▶ **Material for this exercise**
------------------------------------------------------------
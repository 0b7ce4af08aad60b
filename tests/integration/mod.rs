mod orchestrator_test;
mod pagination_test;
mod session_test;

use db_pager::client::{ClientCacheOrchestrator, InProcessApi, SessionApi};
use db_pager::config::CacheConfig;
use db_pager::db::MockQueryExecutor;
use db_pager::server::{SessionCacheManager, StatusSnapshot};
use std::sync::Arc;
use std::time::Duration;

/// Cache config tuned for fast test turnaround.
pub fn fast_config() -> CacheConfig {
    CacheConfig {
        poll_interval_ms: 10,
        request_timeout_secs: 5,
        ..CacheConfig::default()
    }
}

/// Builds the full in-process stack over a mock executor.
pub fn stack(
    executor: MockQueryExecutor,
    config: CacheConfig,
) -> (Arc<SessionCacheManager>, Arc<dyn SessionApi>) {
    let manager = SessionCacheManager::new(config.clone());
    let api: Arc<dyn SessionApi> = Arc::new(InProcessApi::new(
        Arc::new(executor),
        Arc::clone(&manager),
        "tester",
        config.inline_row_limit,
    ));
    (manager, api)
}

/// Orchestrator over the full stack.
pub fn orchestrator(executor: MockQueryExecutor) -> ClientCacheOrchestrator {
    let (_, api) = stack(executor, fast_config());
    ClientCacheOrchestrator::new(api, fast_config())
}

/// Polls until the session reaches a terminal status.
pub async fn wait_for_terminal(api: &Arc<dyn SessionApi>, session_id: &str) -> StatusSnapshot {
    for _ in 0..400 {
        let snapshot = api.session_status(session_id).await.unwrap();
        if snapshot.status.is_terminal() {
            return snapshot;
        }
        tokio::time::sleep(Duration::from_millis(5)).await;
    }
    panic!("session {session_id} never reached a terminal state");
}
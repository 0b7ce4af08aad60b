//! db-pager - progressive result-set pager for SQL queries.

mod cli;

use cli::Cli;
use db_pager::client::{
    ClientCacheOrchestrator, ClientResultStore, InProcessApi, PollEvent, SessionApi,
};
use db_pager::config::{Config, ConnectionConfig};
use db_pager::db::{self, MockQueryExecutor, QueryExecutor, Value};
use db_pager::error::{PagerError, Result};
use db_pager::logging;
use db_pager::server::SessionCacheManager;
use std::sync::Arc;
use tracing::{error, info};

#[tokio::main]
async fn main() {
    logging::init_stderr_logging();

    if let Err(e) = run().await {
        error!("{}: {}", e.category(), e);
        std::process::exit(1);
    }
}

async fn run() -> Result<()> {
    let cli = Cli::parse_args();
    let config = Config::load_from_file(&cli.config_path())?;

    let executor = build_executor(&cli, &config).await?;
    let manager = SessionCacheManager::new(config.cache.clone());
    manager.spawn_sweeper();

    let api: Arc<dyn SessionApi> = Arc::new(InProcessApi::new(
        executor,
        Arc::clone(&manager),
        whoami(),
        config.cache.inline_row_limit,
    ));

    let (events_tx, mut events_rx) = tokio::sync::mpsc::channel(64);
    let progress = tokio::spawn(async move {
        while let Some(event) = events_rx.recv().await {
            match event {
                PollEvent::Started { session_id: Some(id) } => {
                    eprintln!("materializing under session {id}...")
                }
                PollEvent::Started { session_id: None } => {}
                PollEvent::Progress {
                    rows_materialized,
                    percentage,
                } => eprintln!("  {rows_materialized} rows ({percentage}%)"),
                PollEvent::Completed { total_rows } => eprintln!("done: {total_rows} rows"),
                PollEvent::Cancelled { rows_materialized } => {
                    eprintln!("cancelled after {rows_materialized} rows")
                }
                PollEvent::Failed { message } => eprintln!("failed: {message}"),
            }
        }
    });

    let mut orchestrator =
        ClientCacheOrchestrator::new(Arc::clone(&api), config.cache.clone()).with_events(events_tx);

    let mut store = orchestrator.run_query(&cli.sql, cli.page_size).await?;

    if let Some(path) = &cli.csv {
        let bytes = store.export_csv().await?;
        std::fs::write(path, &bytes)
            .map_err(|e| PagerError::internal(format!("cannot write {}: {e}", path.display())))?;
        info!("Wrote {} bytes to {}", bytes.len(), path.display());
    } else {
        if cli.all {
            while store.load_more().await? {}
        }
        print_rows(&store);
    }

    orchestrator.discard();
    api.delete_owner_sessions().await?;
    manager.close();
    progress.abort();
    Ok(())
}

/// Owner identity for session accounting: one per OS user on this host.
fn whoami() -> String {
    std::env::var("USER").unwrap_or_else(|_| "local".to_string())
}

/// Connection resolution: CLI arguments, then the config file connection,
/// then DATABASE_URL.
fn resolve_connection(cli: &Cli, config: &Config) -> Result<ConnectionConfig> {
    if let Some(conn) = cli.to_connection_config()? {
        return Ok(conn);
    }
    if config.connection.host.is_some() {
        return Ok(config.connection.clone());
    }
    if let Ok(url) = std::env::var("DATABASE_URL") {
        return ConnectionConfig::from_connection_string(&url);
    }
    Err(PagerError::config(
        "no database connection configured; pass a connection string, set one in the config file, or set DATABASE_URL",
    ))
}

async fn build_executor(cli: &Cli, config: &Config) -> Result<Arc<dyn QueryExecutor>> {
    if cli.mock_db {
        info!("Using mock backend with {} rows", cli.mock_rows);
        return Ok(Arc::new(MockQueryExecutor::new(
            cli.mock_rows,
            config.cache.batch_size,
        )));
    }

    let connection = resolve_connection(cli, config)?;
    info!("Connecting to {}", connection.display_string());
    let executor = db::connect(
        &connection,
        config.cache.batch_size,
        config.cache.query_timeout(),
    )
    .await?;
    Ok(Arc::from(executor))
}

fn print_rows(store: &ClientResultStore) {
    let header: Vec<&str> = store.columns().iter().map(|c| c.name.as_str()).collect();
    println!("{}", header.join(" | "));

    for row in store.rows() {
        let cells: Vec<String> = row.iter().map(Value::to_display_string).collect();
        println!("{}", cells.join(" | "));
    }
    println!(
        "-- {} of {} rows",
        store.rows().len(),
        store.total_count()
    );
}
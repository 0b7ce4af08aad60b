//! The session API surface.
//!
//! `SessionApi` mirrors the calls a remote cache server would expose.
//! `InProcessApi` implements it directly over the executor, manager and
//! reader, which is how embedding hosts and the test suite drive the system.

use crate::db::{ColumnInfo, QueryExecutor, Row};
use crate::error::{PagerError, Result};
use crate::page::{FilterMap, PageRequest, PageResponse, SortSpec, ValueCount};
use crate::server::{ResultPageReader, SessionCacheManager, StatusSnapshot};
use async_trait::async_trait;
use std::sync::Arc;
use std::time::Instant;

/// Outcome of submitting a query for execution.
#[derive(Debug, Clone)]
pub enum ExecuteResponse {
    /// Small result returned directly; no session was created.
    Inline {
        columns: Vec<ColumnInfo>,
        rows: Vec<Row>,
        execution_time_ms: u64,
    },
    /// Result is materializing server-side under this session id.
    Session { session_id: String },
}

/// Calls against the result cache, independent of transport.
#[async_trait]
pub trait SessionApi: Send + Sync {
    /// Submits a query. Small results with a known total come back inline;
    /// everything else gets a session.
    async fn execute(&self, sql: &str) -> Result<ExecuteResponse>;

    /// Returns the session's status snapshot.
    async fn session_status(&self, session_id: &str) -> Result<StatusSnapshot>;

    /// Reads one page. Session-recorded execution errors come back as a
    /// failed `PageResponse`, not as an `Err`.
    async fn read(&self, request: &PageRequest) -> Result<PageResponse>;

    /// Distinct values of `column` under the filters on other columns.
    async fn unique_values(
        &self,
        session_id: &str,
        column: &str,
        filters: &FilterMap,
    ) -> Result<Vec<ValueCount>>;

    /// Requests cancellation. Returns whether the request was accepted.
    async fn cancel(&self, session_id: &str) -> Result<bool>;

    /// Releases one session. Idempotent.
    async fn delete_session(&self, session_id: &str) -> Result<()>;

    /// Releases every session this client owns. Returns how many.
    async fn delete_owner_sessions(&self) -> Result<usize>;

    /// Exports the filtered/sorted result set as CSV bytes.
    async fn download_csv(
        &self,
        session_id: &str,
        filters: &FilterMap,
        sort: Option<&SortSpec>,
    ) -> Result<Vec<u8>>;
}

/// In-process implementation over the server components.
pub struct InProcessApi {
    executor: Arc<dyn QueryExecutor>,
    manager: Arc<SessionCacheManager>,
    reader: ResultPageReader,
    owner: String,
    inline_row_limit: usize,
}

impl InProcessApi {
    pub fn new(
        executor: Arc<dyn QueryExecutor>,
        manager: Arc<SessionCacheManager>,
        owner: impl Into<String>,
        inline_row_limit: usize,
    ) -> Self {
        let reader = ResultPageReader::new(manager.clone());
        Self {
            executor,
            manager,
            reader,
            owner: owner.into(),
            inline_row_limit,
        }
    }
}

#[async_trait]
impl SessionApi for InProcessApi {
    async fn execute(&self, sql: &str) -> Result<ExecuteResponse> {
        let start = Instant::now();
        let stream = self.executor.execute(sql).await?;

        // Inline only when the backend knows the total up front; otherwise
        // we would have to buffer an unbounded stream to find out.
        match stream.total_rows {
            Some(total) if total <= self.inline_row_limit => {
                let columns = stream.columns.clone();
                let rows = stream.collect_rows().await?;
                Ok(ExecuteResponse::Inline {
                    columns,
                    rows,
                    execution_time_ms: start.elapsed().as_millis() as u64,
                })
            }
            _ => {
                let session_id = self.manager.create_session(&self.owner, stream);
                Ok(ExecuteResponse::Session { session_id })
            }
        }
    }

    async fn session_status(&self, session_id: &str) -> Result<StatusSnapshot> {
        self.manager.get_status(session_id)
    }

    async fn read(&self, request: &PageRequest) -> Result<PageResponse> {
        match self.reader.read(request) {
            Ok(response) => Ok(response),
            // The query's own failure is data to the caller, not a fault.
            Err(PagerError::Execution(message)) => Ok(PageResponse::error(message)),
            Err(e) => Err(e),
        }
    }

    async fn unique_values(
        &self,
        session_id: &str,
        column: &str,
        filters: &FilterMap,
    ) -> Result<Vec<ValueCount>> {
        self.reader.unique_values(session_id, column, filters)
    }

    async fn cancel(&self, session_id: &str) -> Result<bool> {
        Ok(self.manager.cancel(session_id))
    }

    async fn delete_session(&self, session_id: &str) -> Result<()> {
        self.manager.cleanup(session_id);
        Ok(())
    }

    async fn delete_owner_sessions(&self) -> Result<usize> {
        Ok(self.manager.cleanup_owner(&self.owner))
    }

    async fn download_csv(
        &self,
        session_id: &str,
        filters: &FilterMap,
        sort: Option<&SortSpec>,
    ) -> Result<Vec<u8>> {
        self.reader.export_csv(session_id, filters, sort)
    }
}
------------------------------------------------------------
▶ **Assigned task**
In the entries above, find the line with "session's status snapshot." and the line with "let stream = self.executor.execute(sql).await?;", then set down exactly those two and every line between them, nothing else.

▶ **Output of the exercise**
    /// Returns the session's status snapshot.
    async fn session_status(&self, session_id: &str) -> Result<StatusSnapshot>;

    /// Reads one page. Session-recorded execution errors come back as a
    /// failed `PageResponse`, not as an `Err`.
    async fn read(&self, request: &PageRequest) -> Result<PageResponse>;

    /// Distinct values of `column` under the filters on other columns.
    async fn unique_values(
        &self,
        session_id: &str,
        column: &str,
        filters: &FilterMap,
    ) -> Result<Vec<ValueCount>>;

    /// Requests cancellation. Returns whether the request was accepted.
    async fn cancel(&self, session_id: &str) -> Result<bool>;

    /// Releases one session. Idempotent.
    async fn delete_session(&self, session_id: &str) -> Result<()>;

    /// Releases every session this client owns. Returns how many.
    async fn delete_owner_sessions(&self) -> Result<usize>;

    /// Exports the filtered/sorted result set as CSV bytes.
    async fn download_csv(
        &self,
        session_id: &str,
        filters: &FilterMap,
        sort: Option<&SortSpec>,
    ) -> Result<Vec<u8>>;
}

/// In-process implementation over the server components.
pub struct InProcessApi {
    executor: Arc<dyn QueryExecutor>,
    manager: Arc<SessionCacheManager>,
    reader: ResultPageReader,
    owner: String,
    inline_row_limit: usize,
}

impl InProcessApi {
    pub fn new(
        executor: Arc<dyn QueryExecutor>,
        manager: Arc<SessionCacheManager>,
        owner: impl Into<String>,
        inline_row_limit: usize,
    ) -> Self {
        let reader = ResultPageReader::new(manager.clone());
        Self {
            executor,
            manager,
            reader,
            owner: owner.into(),
            inline_row_limit,
        }
    }
}

#[async_trait]
impl SessionApi for InProcessApi {
    async fn execute(&self, sql: &str) -> Result<ExecuteResponse> {
        let start = Instant::now();
        let stream = self.executor.execute(sql).await?;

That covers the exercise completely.